[MATERIAL FOR THIS EXERCISE]
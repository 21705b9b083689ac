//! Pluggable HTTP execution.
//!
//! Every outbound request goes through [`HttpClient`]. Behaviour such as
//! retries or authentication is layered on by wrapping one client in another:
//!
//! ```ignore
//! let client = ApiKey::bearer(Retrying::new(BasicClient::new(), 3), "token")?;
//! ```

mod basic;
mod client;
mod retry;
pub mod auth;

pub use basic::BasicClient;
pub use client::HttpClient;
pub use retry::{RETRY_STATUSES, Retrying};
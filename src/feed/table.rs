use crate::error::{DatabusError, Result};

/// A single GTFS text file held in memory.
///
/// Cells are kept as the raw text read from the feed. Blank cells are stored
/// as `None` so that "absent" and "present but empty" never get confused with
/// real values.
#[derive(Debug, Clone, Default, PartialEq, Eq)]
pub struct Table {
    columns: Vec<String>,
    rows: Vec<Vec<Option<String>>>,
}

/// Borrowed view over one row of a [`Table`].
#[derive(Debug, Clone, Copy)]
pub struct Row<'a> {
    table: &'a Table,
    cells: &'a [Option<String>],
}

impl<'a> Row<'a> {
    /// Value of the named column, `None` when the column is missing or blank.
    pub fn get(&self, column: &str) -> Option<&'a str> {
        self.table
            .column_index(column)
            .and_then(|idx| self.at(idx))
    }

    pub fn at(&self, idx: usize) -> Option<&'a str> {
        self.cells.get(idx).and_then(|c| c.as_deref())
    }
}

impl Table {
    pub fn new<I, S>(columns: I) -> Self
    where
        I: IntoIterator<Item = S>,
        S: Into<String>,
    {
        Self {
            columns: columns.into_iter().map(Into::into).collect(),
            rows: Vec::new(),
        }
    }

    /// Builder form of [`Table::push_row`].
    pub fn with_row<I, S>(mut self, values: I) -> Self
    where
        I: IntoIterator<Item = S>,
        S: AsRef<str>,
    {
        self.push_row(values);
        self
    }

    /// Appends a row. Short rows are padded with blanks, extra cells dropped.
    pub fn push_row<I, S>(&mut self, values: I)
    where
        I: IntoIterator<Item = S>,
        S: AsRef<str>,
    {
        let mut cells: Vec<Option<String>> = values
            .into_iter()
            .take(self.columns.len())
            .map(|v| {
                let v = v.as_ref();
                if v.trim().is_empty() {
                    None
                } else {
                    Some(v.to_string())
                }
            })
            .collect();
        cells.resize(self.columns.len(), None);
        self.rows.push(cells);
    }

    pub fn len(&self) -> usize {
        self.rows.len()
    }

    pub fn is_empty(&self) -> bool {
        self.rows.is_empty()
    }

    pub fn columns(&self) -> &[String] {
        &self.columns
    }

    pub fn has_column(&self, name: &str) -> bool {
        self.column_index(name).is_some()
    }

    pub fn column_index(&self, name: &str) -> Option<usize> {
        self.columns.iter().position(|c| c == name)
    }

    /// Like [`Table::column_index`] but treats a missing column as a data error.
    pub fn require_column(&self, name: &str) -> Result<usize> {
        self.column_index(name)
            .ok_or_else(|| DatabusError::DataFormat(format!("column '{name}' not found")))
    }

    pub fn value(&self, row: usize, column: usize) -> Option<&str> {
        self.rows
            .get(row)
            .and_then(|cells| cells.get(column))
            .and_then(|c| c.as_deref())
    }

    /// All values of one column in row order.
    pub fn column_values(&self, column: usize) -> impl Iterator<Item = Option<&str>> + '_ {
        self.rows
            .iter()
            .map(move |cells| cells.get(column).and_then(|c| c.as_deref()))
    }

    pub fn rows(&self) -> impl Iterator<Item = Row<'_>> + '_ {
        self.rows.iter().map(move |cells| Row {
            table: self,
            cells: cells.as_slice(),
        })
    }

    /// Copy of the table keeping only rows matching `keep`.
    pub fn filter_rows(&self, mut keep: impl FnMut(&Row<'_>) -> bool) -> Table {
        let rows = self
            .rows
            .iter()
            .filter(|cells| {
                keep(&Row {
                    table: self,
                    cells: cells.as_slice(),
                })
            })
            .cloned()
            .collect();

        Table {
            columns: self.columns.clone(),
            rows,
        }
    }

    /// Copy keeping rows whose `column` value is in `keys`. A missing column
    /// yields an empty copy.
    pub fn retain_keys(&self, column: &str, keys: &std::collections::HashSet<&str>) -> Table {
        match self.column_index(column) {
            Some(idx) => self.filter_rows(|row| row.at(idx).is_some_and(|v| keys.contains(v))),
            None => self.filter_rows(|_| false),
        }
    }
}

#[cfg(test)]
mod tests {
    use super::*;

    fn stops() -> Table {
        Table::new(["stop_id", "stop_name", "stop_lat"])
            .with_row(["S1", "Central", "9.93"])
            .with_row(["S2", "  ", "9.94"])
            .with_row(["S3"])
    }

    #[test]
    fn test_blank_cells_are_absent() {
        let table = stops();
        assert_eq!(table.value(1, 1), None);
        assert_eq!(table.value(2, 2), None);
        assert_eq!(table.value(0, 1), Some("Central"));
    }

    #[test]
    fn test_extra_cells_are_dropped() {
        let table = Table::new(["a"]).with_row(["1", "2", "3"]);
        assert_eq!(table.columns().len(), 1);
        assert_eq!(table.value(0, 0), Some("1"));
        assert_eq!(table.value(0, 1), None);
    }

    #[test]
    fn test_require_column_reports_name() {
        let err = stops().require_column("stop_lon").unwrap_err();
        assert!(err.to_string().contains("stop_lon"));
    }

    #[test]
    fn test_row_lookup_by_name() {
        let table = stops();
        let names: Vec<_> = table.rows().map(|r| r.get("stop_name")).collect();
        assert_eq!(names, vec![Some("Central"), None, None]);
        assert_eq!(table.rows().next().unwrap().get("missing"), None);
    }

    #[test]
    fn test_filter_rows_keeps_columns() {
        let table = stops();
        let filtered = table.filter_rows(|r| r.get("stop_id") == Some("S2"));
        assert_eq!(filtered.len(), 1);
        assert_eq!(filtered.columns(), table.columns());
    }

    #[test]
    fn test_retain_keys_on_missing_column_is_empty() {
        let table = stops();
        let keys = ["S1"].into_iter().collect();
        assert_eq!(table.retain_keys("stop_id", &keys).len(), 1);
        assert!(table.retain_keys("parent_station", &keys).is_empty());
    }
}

[PROBLEM] Your answer should be every line from the material above in which the word "HttpClient" appears.

[SOLUTION FOR THIS PROBLEM]
//! Every outbound request goes through [`HttpClient`]. Behaviour such as
pub use client::HttpClient;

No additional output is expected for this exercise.